If you think about this, you’ll realise that it is a load of nonsense. For any event that is random, each occurrence of the event has no relationship with nor effect on any other event of the same type. If you toss a coin twenty times and get twenty heads, then the probability of the next toss being heads is still 50%, no matter how much you
expect tails on the next toss.
What has this got to do with this blog, you may ask?

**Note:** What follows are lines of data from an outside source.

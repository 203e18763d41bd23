//! Changeset execution engine.
//!
//! `oxide-changelog` applies an ordered list of changesets to a live
//! database exactly once each:
//! - Applied changesets are recorded, with a checksum, in a tracking table
//!   inside the target database
//! - A lock row in the same database keeps concurrent runs apart
//! - Preconditions gate each changeset, with HALT, CONTINUE, MARK_RAN or
//!   WARN on failure
//! - SQL comes from the dialect providers of `oxide-changelog-core`
//!
//! # Architecture
//!
//! - **Connection** - `sqlx` connection plus product metadata
//! - **Executor** - The only component that sends SQL
//! - **Tracking store** - Reads and writes the tracking table
//! - **Lock service** - Conditional-update lock with polling backoff
//! - **Precondition evaluator** - Pass / Fail / Error checks
//! - **Engine** - Classifies, gates, applies and records changesets
//!
//! # Example
//!
//! ```rust,no_run
//! use oxide_changelog::prelude::*;
//! use oxide_changelog_core::statement::{ColumnDef, CreateTableBuilder};
//! use oxide_changelog_core::LogicalType;
//!
//! # async fn run() -> oxide_changelog::error::Result<()> {
//! let changesets = vec![ChangeSet::new("1", "alice", "db/changelog.json").statement(
//!     CreateTableBuilder::new("users")
//!         .column(ColumnDef::new("id", LogicalType::BigInt).primary_key().auto_increment())
//!         .column(ColumnDef::new("name", LogicalType::Varchar(255)).not_null())
//!         .build(),
//! )];
//!
//! let mut engine = ChangesetEngine::connect("sqlite:app.db?mode=rwc", EngineConfig::new(), None).await?;
//! let report = engine.update(&changesets).await?;
//! assert!(report.is_success());
//! # Ok(())
//! # }
//! ```
//!
//! # CLI Usage
//!
//! ```bash
//! # Apply pending changesets
//! oxide-changelog --url sqlite:app.db --changelog changelog.json update
//!
//! # Print the SQL instead
//! oxide-changelog --url sqlite:app.db --changelog changelog.json update-sql
//!
//! # Show what would run
//! oxide-changelog --url sqlite:app.db --changelog changelog.json status
//! ```

pub mod config;
pub mod connection;
pub mod engine;
pub mod error;
pub mod executor;
pub mod history;
pub mod lock;
pub mod precondition;

/// Prelude for convenient imports.
pub mod prelude {
    pub use crate::config::{EngineConfig, LockConfig};
    pub use crate::connection::{Connection, Row, SqlxConnection};
    pub use crate::engine::{
        classify, AppliedChangeset, ChangesetEngine, ChangesetStatus, Classification, Halt,
        RunCounts, RunOutcome, RunReport, SkipReason,
    };
    pub use crate::error::{ChangelogError, Result};
    pub use crate::executor::StatementExecutor;
    pub use crate::history::{ExecType, TrackingRecord, TrackingStore};
    pub use crate::lock::{LockHolder, LockService, LockState};
    pub use crate::precondition::{PreconditionEvaluator, PreconditionResult};
    pub use oxide_changelog_core::{
        ChangeLog, ChangeSet, ChangesetKey, OnFail, Precondition, Preconditions, Statement,
    };
}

Well, a couple of days after my recital in May I had an operation on my left eye to correct a retinal detachment. Last Sunday, I gave another recital, as I detailed in the last posting. What I didn’t say then was that on the way home I noticed I was losing some sensitivity in my left eye and it appeared as though a yellowish film was spreading from the top left hand corner. I left it for a day to monitor its progress and to see if it was transient (as some of these things can be) but when it was still there on Tuesday morning I decided to visit my trusty eye specialist.
The result? Guess….
I had another small retinal detachment in the same eye. I don’t have it any more – the result of another operation (by the same surgeon) which has left my eye back where it was four months ago. In this case the detachment was very small and not easy to see, but such is the skill of the surgeon that he not only identified and fixed it but also lasered more of my retina to make sure that such things would not occur again. For the next week I’m fairly comatose, but thankfully not so much as last time. This time, we got it early, but it will still be another eight weeks until the gas bubble disappears.
I’m getting good at this.
So, once again, my piano will get a rest, and I will need to go through the same long process as last time to adjust once more to changing visual acuity. At least I know what to expect this time.